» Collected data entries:
#####

//! Background eraser CLI
//!
//! Runs local image files through the upload pipeline, or starts the HTTP
//! upload server with `--serve`.

use super::config::CliConfigBuilder;
use crate::{
    processor::UploadProcessor,
    services::{
        drive_simulated_progress, progress::SIMULATED_PROGRESS_PERIOD, ConsoleProgressReporter,
        MediaFormatHandler, NoOpProgressReporter, ProgressReporter, SimulatedUploadProgress,
    },
    tracing_config::{init_cli_tracing, spans},
    types::{PipelineOutcome, UploadRequest},
};
use anyhow::{Context, Result};
use clap::{Parser, ValueEnum};
use indicatif::{ProgressBar, ProgressStyle};
use log::{info, warn};
use std::path::{Path, PathBuf};
use std::sync::Arc;
use std::time::Instant;
use tracing::Instrument;

/// Extensions picked up when scanning directories
const IMAGE_EXTENSIONS: [&str; 3] = ["png", "jpg", "jpeg"];

/// Upload images and remove their backgrounds
#[derive(Parser, Debug)]
#[command(author, version, about, long_about = None)]
#[command(name = "bg-eraser")]
#[allow(clippy::struct_excessive_bools)]
pub struct Cli {
    /// Input image files or directories
    #[arg(value_name = "INPUT", required_unless_present_any = &["serve", "show_config"])]
    pub input: Vec<String>,

    /// JSON configuration file
    #[arg(short, long, value_name = "PATH", env = "BG_ERASER_CONFIG")]
    pub config: Option<PathBuf>,

    /// Background removal strategy
    #[arg(long, value_enum, env = "BG_ERASER_STRATEGY")]
    pub strategy: Option<CliStrategy>,

    /// Remote removal service endpoint
    #[arg(long, value_name = "URL", env = "BG_ERASER_ENDPOINT")]
    pub endpoint: Option<String>,

    /// Directory holding the images-input and images-output buckets
    #[arg(long, value_name = "PATH", env = "BG_ERASER_STORAGE_ROOT")]
    pub storage_root: Option<PathBuf>,

    /// Largest accepted upload in bytes
    #[arg(long, value_name = "BYTES", env = "BG_ERASER_MAX_UPLOAD_BYTES")]
    pub max_upload_bytes: Option<u64>,

    /// Timeout for each call to the removal backend, in seconds
    #[arg(long, value_name = "SECS", env = "BG_ERASER_TIMEOUT_SECS")]
    pub timeout_secs: Option<u64>,

    /// Generative model name
    #[arg(long, env = "BG_ERASER_MODEL")]
    pub model: Option<String>,

    /// Address for `--serve`, e.g. 0.0.0.0:3000
    #[arg(long, value_name = "ADDR", env = "BG_ERASER_BIND")]
    pub bind: Option<String>,

    /// Reject files whose content does not match their declared type
    #[arg(long)]
    pub verify_content: bool,

    /// Enable verbose logging (-v: DEBUG, -vv: TRACE)
    #[arg(short, long, action = clap::ArgAction::Count)]
    pub verbose: u8,

    /// Process directories recursively
    #[arg(short, long)]
    pub recursive: bool,

    /// Pattern for directory inputs (e.g., "*.jpg")
    #[arg(long)]
    pub pattern: Option<String>,

    /// Print one JSON outcome per input instead of a summary line
    #[arg(long)]
    pub json: bool,

    /// Show an upload progress bar per file
    #[arg(long)]
    pub progress: bool,

    /// Start the HTTP upload server
    #[arg(long)]
    pub serve: bool,

    /// Print the effective configuration and exit
    #[arg(long)]
    pub show_config: bool,
}

#[derive(Copy, Clone, PartialEq, Eq, ValueEnum, Debug)]
pub enum CliStrategy {
    /// Multipart upload to a background removal service
    RemoteService,
    /// Image editing through a generative model
    GenerativeModel,
}

/// Main CLI entry point
pub async fn main() -> Result<()> {
    let cli = Cli::parse();

    let _tracing_guard = init_cli_tracing(cli.verbose).context("Failed to initialize tracing")?;

    CliConfigBuilder::validate_cli(&cli).context("Invalid CLI arguments")?;
    let config = CliConfigBuilder::from_cli(&cli).context("Failed to build configuration")?;

    if cli.show_config {
        println!("{}", serde_json::to_string_pretty(&config)?);
        return Ok(());
    }

    // The progress bar owns the terminal while it is shown
    let reporter: Arc<dyn ProgressReporter> = if cli.progress || cli.json {
        Arc::new(NoOpProgressReporter)
    } else {
        Arc::new(ConsoleProgressReporter::new(cli.verbose > 0))
    };

    let processor = UploadProcessor::new(config)
        .context("Failed to create upload processor")?
        .with_reporter(reporter);

    if cli.serve {
        return serve(processor).await;
    }

    let start_time = Instant::now();
    let (succeeded, failed) = process_inputs(&cli, &processor).await?;

    info!(
        "Processed {} image(s) in {:.2}s ({} failed)",
        succeeded + failed,
        start_time.elapsed().as_secs_f64(),
        failed
    );

    if failed > 0 {
        anyhow::bail!("{} of {} upload(s) failed", failed, succeeded + failed);
    }

    Ok(())
}

#[cfg(feature = "server")]
async fn serve(processor: UploadProcessor) -> Result<()> {
    crate::server::UploadServer::new(Arc::new(processor))
        .serve()
        .await
        .context("Upload server failed")
}

#[cfg(not(feature = "server"))]
async fn serve(_processor: UploadProcessor) -> Result<()> {
    anyhow::bail!("--serve requires the `server` feature")
}

/// Run every input through the pipeline; returns (succeeded, failed)
async fn process_inputs(cli: &Cli, processor: &UploadProcessor) -> Result<(usize, usize)> {
    let files = collect_inputs(&cli.input, cli.recursive, cli.pattern.as_deref())?;

    if files.is_empty() {
        warn!("No supported image files found in the provided inputs");
        return Ok((0, 0));
    }

    info!("Found {} image file(s) to upload", files.len());

    let mut succeeded = 0;
    let mut failed = 0;

    let batch = async {
        for path in &files {
            let outcome = process_file(path, processor, cli.progress).await?;

            if cli.json {
                let line = serde_json::json!({
                    "input": path.display().to_string(),
                    "outcome": outcome,
                });
                println!("{}", line);
            } else {
                println!("{}", summary_line(path, &outcome));
            }

            if outcome.is_success() {
                succeeded += 1;
            } else {
                failed += 1;
            }
        }
        Ok::<_, anyhow::Error>(())
    };
    batch.instrument(spans::batch_processing(files.len())).await?;

    Ok((succeeded, failed))
}

/// Read one file and run it through the pipeline
async fn process_file(
    path: &Path,
    processor: &UploadProcessor,
    show_progress: bool,
) -> Result<PipelineOutcome> {
    let bytes = tokio::fs::read(path)
        .await
        .with_context(|| format!("Failed to read {}", path.display()))?;
    let file_name = path
        .file_name()
        .map_or_else(|| "upload".to_string(), |n| n.to_string_lossy().to_string());
    let upload = UploadRequest::new(bytes, MediaFormatHandler::mime_for_path(path), file_name);

    if !show_progress {
        return Ok(processor.process_upload(Some(upload)).await);
    }

    let bar = upload_progress_bar(path);
    let mut progress = SimulatedUploadProgress::new();
    let outcome = drive_simulated_progress(
        &mut progress,
        SIMULATED_PROGRESS_PERIOD,
        processor.process_upload(Some(upload)),
        |value| bar.set_position(u64::from(value)),
    )
    .await;

    if outcome.is_success() {
        progress.complete();
        bar.set_position(u64::from(progress.value().unwrap_or(100)));
        bar.finish_with_message("done");
    } else {
        progress.fail();
        bar.abandon_with_message("failed");
    }

    Ok(outcome)
}

fn upload_progress_bar(path: &Path) -> ProgressBar {
    let bar = ProgressBar::new(100);
    let style = ProgressStyle::default_bar()
        .template("{prefix} [{bar:40.cyan/blue}] {pos:>3}% {msg}")
        .unwrap_or_else(|_| ProgressStyle::default_bar())
        .progress_chars("#>-");
    bar.set_style(style);
    bar.set_prefix(
        path.file_name()
            .map_or_else(String::new, |n| n.to_string_lossy().to_string()),
    );
    bar
}

fn summary_line(path: &Path, outcome: &PipelineOutcome) -> String {
    if let Some(processed) = outcome.processed_artifact() {
        return format!("✅ {} -> {}", path.display(), processed.locator);
    }

    let detail = outcome.error_detail().unwrap_or("unknown error");
    match outcome.original_artifact() {
        Some(original) => format!(
            "❌ {}: {} (original kept at {})",
            path.display(),
            detail,
            original.locator
        ),
        None => format!("❌ {}: {}", path.display(), detail),
    }
}

/// Expand inputs into a sorted list of files
///
/// Explicit files are kept as given so the pipeline can reject them with a
/// proper outcome; directories are scanned for image extensions.
fn collect_inputs(inputs: &[String], recursive: bool, pattern: Option<&str>) -> Result<Vec<PathBuf>> {
    let mut files = Vec::new();

    for input in inputs {
        let path = PathBuf::from(input);

        if path.is_file() {
            files.push(path);
        } else if path.is_dir() {
            files.extend(find_image_files(&path, recursive, pattern)?);
        } else {
            anyhow::bail!(
                "Input path does not exist or is not accessible: {}",
                path.display()
            );
        }
    }

    files.sort();
    Ok(files)
}

/// Find image files in a directory
fn find_image_files(dir: &Path, recursive: bool, pattern: Option<&str>) -> Result<Vec<PathBuf>> {
    let mut files = Vec::new();

    if recursive {
        for entry in walkdir::WalkDir::new(dir) {
            let entry = entry?;
            if entry.file_type().is_file() {
                let path = entry.path();
                if is_image_file(path) && matches_pattern(path, pattern) {
                    files.push(path.to_path_buf());
                }
            }
        }
    } else {
        for entry in std::fs::read_dir(dir)? {
            let entry = entry?;
            if entry.file_type()?.is_file() {
                let path = entry.path();
                if is_image_file(&path) && matches_pattern(&path, pattern) {
                    files.push(path);
                }
            }
        }
    }

    Ok(files)
}

fn is_image_file(path: &Path) -> bool {
    path.extension()
        .and_then(|ext| ext.to_str())
        .is_some_and(|ext| IMAGE_EXTENSIONS.contains(&ext.to_lowercase().as_str()))
}

/// Check if the file name matches the given glob pattern
fn matches_pattern(path: &Path, pattern: Option<&str>) -> bool {
    match pattern {
        Some(pat) => path
            .file_name()
            .and_then(|n| n.to_str())
            .is_some_and(|filename| {
                glob::Pattern::new(pat)
                    .map(|p| p.matches(filename))
                    .unwrap_or(false)
            }),
        None => true,
    }
}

#####

» What the exercise asks:
Please let your answer be exactly the lines from the one holding "Some(pat) => path" through the last line of the entries above, both ends included.

» Written response:
        Some(pat) => path
            .file_name()
            .and_then(|n| n.to_str())
            .is_some_and(|filename| {
                glob::Pattern::new(pat)
                    .map(|p| p.matches(filename))
                    .unwrap_or(false)
            }),
        None => true,
    }
}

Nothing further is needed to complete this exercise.